Munculnya obat psikoaktif dan akhir dari ice pick

Popularitas lobotomi mulai merosot bukan karena kesadaran spontan dari sebagian penduduk, tetapi karena peristiwa yang kurang romantis: kemunculan generasi pertama obat psikoaktif untuk gangguan mental serius, di pertengahan tahun lima puluh..

Lobotomi menjanjikan solusi cepat yang nyata untuk masalah perilaku dari beberapa sesi, pertukaran komersial yang, dengan mempertimbangkan banyak masalah yang dapat diselesaikan (dalam keluarga, di tempat kerja, dll.), terbayar.
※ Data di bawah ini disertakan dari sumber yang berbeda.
use crate::domain::errors::DomainResult;
use crate::domain::user::{entity::User, value_objects::UserId};
use async_trait::async_trait;

#[async_trait]
pub trait UserRepository: Send + Sync {
    async fn find_by_id(&self, id: UserId) -> DomainResult<Option<User>>;
}
// src/application/commands/content/delete.rs
use super::ContentCommandService;
use crate::{
    application::{
        dto::AuthenticatedUser,
        error::{ApplicationError, ApplicationResult},
    },
    domain::{
        access::{CanDeleteContentSpec, ContentSpecification},
        content::{ContentId, ContentKind},
    },
};

pub struct DeleteContentCommand {
    pub kind: ContentKind,
    pub id: i64,
}

impl ContentCommandService {
    pub async fn delete(
        &self,
        actor: &AuthenticatedUser,
        command: DeleteContentCommand,
    ) -> ApplicationResult<()> {
        let id = ContentId::new(command.id)?;
        let oracle = self.access.resolve(actor).await?;
        let _guard = self.locks.acquire(id).await;
        let item = self.load(command.kind, id).await?;

        if !CanDeleteContentSpec::new(&oracle, &item).is_satisfied() {
            return Err(ApplicationError::forbidden(format!(
                "only the author or an editor can delete this {}",
                item.kind
            )));
        }

        self.write_repo.delete(id).await?;
        tracing::info!(content_id = %id, kind = %item.kind, deleted_by = %oracle.user_id(), "content deleted");
        Ok(())
    }
}
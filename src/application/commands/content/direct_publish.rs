// src/application/commands/content/direct_publish.rs
use super::ContentCommandService;
use crate::{
    application::{
        dto::{AuthenticatedUser, ContentDto},
        error::{ApplicationError, ApplicationResult},
    },
    domain::{
        access::{CanDirectPublishSpec, ContentSpecification},
        content::{ContentId, ContentKind},
    },
};

pub struct DirectPublishCommand {
    pub kind: ContentKind,
    pub id: i64,
}

impl ContentCommandService {
    /// Publish toggle for the item's journalist or any editor. Skips the
    /// publisher staff check but still refuses unapproved items.
    pub async fn direct_publish(
        &self,
        actor: &AuthenticatedUser,
        command: DirectPublishCommand,
    ) -> ApplicationResult<ContentDto> {
        let id = ContentId::new(command.id)?;
        let oracle = self.access.resolve(actor).await?;
        let _guard = self.locks.acquire(id).await;
        let item = self.load(command.kind, id).await?;

        if !CanDirectPublishSpec::new(&oracle, &item).is_satisfied() {
            return Err(ApplicationError::forbidden(format!(
                "only the author or an editor can publish this {}",
                item.kind
            )));
        }

        self.complete_publish(item, &oracle).await
    }
}
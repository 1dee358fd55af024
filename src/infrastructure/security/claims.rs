// src/infrastructure/security/claims.rs
use crate::application::{
    dto::AuthenticatedUser,
    error::{ApplicationError, ApplicationResult},
};
use crate::domain::user::UserId;
use biscuit_auth::builder::{Fact, Predicate, Term};

/// Extracts the identity carried by a verified token. Only the
/// `user(id, name)` fact is read; any role facts a token might carry are
/// ignored in favour of the stored role.
pub fn parse_claims(facts: Vec<Fact>) -> ApplicationResult<AuthenticatedUser> {
    let mut identity = None;
    for fact in facts {
        if let Some(found) = user_fact(&fact.predicate) {
            identity = Some(found);
        }
    }

    let (raw_id, username) =
        identity.ok_or_else(|| ApplicationError::unauthorized("token carries no user identity"))?;
    let id = UserId::new(raw_id).map_err(|_| ApplicationError::unauthorized("invalid user id"))?;
    Ok(AuthenticatedUser { id, username })
}

fn user_fact(predicate: &Predicate) -> Option<(i64, String)> {
    if predicate.name != "user" || predicate.terms.len() != 2 {
        return None;
    }
    match (&predicate.terms[0], &predicate.terms[1]) {
        (Term::Integer(id), Term::Str(name)) => Some((*id, name.clone())),
        _ => None,
    }
}
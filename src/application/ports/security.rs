// src/application/ports/security.rs
use crate::application::{ApplicationResult, dto::AuthenticatedUser};
use async_trait::async_trait;

/// Verifies bearer tokens minted by the identity service. Tokens only carry
/// identity; roles, groups and staff assignments are always read from storage.
#[async_trait]
pub trait TokenManager: Send + Sync {
    async fn authenticate(&self, token: &str) -> ApplicationResult<AuthenticatedUser>;
}
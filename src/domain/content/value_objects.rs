use crate::domain::errors::{DomainError, DomainResult};
use serde::{Deserialize, Serialize};
use std::{fmt, path::Path, str::FromStr};

const TITLE_MAX_CHARS: usize = 200;

#[derive(Debug, Clone, Copy, PartialEq, Eq, Hash, PartialOrd, Ord, Serialize, Deserialize)]
#[serde(transparent)]
pub struct ContentId(pub i64);

impl ContentId {
    pub fn new(id: i64) -> DomainResult<Self> {
        if id <= 0 {
            Err(DomainError::Validation("content id must be positive".into()))
        } else {
            Ok(Self(id))
        }
    }
}

impl From<ContentId> for i64 {
    fn from(value: ContentId) -> Self {
        value.0
    }
}

impl fmt::Display for ContentId {
    fn fmt(&self, f: &mut fmt::Formatter<'_>) -> fmt::Result {
        write!(f, "{}", self.0)
    }
}

/// The two content variants share one lifecycle and differ only in optional fields.
#[derive(Debug, Clone, Copy, PartialEq, Eq, Hash, Serialize, Deserialize)]
#[serde(rename_all = "lowercase")]
pub enum ContentKind {
    Article,
    Newsletter,
}

impl ContentKind {
    pub fn as_str(&self) -> &'static str {
        match self {
            ContentKind::Article => "article",
            ContentKind::Newsletter => "newsletter",
        }
    }

    /// Capitalised label used in user-facing messages ("Article", "Newsletter").
    pub fn label(&self) -> &'static str {
        match self {
            ContentKind::Article => "Article",
            ContentKind::Newsletter => "Newsletter",
        }
    }
}

impl fmt::Display for ContentKind {
    fn fmt(&self, f: &mut fmt::Formatter<'_>) -> fmt::Result {
        f.write_str(self.as_str())
    }
}

impl FromStr for ContentKind {
    type Err = DomainError;

    fn from_str(s: &str) -> Result<Self, Self::Err> {
        match s {
            "article" => Ok(ContentKind::Article),
            "newsletter" => Ok(ContentKind::Newsletter),
            other => Err(DomainError::Validation(format!(
                "unknown content kind '{other}'"
            ))),
        }
    }
}

#[derive(Debug, Clone, Copy, PartialEq, Eq, Hash, Serialize, Deserialize)]
#[serde(transparent)]
pub struct CategoryId(pub i64);

impl CategoryId {
    pub fn new(id: i64) -> DomainResult<Self> {
        if id <= 0 {
            Err(DomainError::Validation("category id must be positive".into()))
        } else {
            Ok(Self(id))
        }
    }
}

impl From<CategoryId> for i64 {
    fn from(value: CategoryId) -> Self {
        value.0
    }
}

#[derive(Debug, Clone, PartialEq, Eq)]
pub struct ContentTitle(String);

impl ContentTitle {
    pub fn new(value: impl Into<String>) -> DomainResult<Self> {
        let value = value.into();
        if value.trim().is_empty() {
            return Err(DomainError::Validation("title cannot be empty".into()));
        }
        if value.chars().count() > TITLE_MAX_CHARS {
            return Err(DomainError::Validation(format!(
                "title cannot exceed {TITLE_MAX_CHARS} characters"
            )));
        }
        Ok(Self(value))
    }

    pub fn as_str(&self) -> &str {
        &self.0
    }

    pub fn into_inner(self) -> String {
        self.0
    }
}

impl fmt::Display for ContentTitle {
    fn fmt(&self, f: &mut fmt::Formatter<'_>) -> fmt::Result {
        f.write_str(&self.0)
    }
}

#[derive(Debug, Clone, PartialEq, Eq)]
pub struct ContentBody(String);

impl ContentBody {
    pub fn new(value: impl Into<String>) -> DomainResult<Self> {
        let value = value.into();
        if value.trim().is_empty() {
            return Err(DomainError::Validation("body cannot be empty".into()));
        }
        Ok(Self(value))
    }

    pub fn as_str(&self) -> &str {
        &self.0
    }

    pub fn into_inner(self) -> String {
        self.0
    }
}

/// Relative path of an uploaded image, resolved against the media root when used.
#[derive(Debug, Clone, PartialEq, Eq)]
pub struct ImagePath(String);

impl ImagePath {
    pub fn new(value: impl Into<String>) -> DomainResult<Self> {
        let value = value.into();
        let trimmed = value.trim();
        if trimmed.is_empty() {
            return Err(DomainError::Validation("image path cannot be empty".into()));
        }
        if is_rooted(trimmed) {
            return Err(DomainError::Validation(
                "image path must be relative to the media root".into(),
            ));
        }
        if trimmed.split(['/', '\\']).any(|segment| segment == "..") {
            return Err(DomainError::Validation(
                "image path cannot traverse directories".into(),
            ));
        }
        Ok(Self(trimmed.to_string()))
    }

    pub fn as_str(&self) -> &str {
        &self.0
    }

    pub fn into_inner(self) -> String {
        self.0
    }
}

/// Absolute paths, leading separators and drive prefixes (`C:`) on any platform.
fn is_rooted(path: &str) -> bool {
    let mut chars = path.chars();
    let drive_prefix = matches!(
        (chars.next(), chars.next()),
        (Some(letter), Some(':')) if letter.is_ascii_alphabetic()
    );
    Path::new(path).is_absolute() || path.starts_with(['/', '\\']) || drive_prefix
}

#[cfg(test)]
mod tests {
    use super::*;

    #[test]
    fn title_length_is_bounded() {
        assert!(ContentTitle::new("a".repeat(200)).is_ok());
        assert!(ContentTitle::new("a".repeat(201)).is_err());
        assert!(ContentTitle::new("   ").is_err());
    }

    #[test]
    fn image_path_rejects_traversal() {
        assert!(ImagePath::new("article_images/cover.png").is_ok());
        assert!(ImagePath::new("../etc/passwd").is_err());
    }

    #[test]
    fn image_path_must_stay_under_media_root() {
        assert!(ImagePath::new("/etc/passwd").is_err());
        assert!(ImagePath::new("  /srv/app/.env").is_err());
        assert!(ImagePath::new("\\\\server\\share\\cover.png").is_err());
        assert!(ImagePath::new("C:\\Windows\\win.ini").is_err());
        assert!(ImagePath::new("c:cover.png").is_err());
        assert!(ImagePath::new("newsletter_images/c:over.png").is_ok());
    }
}
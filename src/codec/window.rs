//! Mutable byte window.

/// A view over a mutable byte buffer.
///
/// Invariant: `0 <= start <= end <= capacity`. Decoding may move `end`
/// backwards as escapes collapse; bytes past `end` are left as garbage.
#[derive(Debug)]
pub struct ByteWindow<'a> {
    buf: &'a mut [u8],
    start: usize,
    end: usize,
}

impl<'a> ByteWindow<'a> {
    /// Window over the whole buffer.
    #[inline]
    pub fn new(buf: &'a mut [u8]) -> Self {
        let end = buf.len();
        Self { buf, start: 0, end }
    }

    /// Window over `start..end`, clamped to the buffer.
    #[inline]
    pub fn with_range(buf: &'a mut [u8], start: usize, end: usize) -> Self {
        let end = end.min(buf.len());
        let start = start.min(end);
        Self { buf, start, end }
    }

    #[inline]
    pub fn start(&self) -> usize {
        self.start
    }

    #[inline]
    pub fn end(&self) -> usize {
        self.end
    }

    /// Size of the underlying buffer.
    #[inline]
    pub fn capacity(&self) -> usize {
        self.buf.len()
    }

    #[inline]
    pub fn len(&self) -> usize {
        self.end - self.start
    }

    #[inline]
    pub fn is_empty(&self) -> bool {
        self.start == self.end
    }

    /// Bytes currently inside the window.
    #[inline]
    pub fn as_bytes(&self) -> &[u8] {
        &self.buf[self.start..self.end]
    }

    /// The whole underlying buffer, for in-place rewriting.
    #[inline]
    pub(crate) fn buffer_mut(&mut self) -> &mut [u8] {
        self.buf
    }

    /// Shrink the window. `end` must stay within `start..=self.end`.
    #[inline]
    pub(crate) fn truncate(&mut self, end: usize) {
        debug_assert!(end >= self.start && end <= self.end);
        self.end = end.clamp(self.start, self.end);
    }
}
//! Byte-level codecs for URL components.
//!
//! - [`ByteWindow`] - mutable view over a byte buffer with start/end cursors
//! - [`decode_in_place`] - `%HH` and `+` decoding that shrinks the window
//! - [`encode_url`] - percent-encode non-ASCII characters for outgoing URLs

mod encoder;
mod percent;
mod window;

pub use encoder::encode_url;
pub use percent::{decode_in_place, DecodeError};
pub use window::ByteWindow;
Namun, obat psikotropika tidak hanya jauh lebih efektif, tetapi juga lebih mudah diterapkan.

Demikian pula, ketika salah satu pasien Freeman meninggal karena pendarahan dari ahli bedah saraf, menjadi jelas bahwa risiko lobotomi tinggi. Pada 50-an dan 60-an, banyak negara melarang intervensi semacam ini, dan Uni Soviet menganggapnya “bertentangan dengan hak asasi manusia”.

Bagaimanapun, lobotomi telah menikmati citra yang begitu bagus sehingga masih butuh beberapa dekade untuk muncul. Kesederhanaan prosedur (yang dapat dilakukan dalam waktu kurang dari 10 menit) terus menjadikan tindakan ini sebagai pilihan yang menarik ketika tidak ada pengawasan dari anggota keluarga atau entitas publik.

Referensi bibliografi:

  • Cosgrove, G. Rees; Rauch, Scott L. (1995). “Bedah Jiwa” Bedah Saraf. klinik N.A.
  • Martinez, Luis Antonio (2009). Terapi regresif rekonstruktif. Buku di Internet.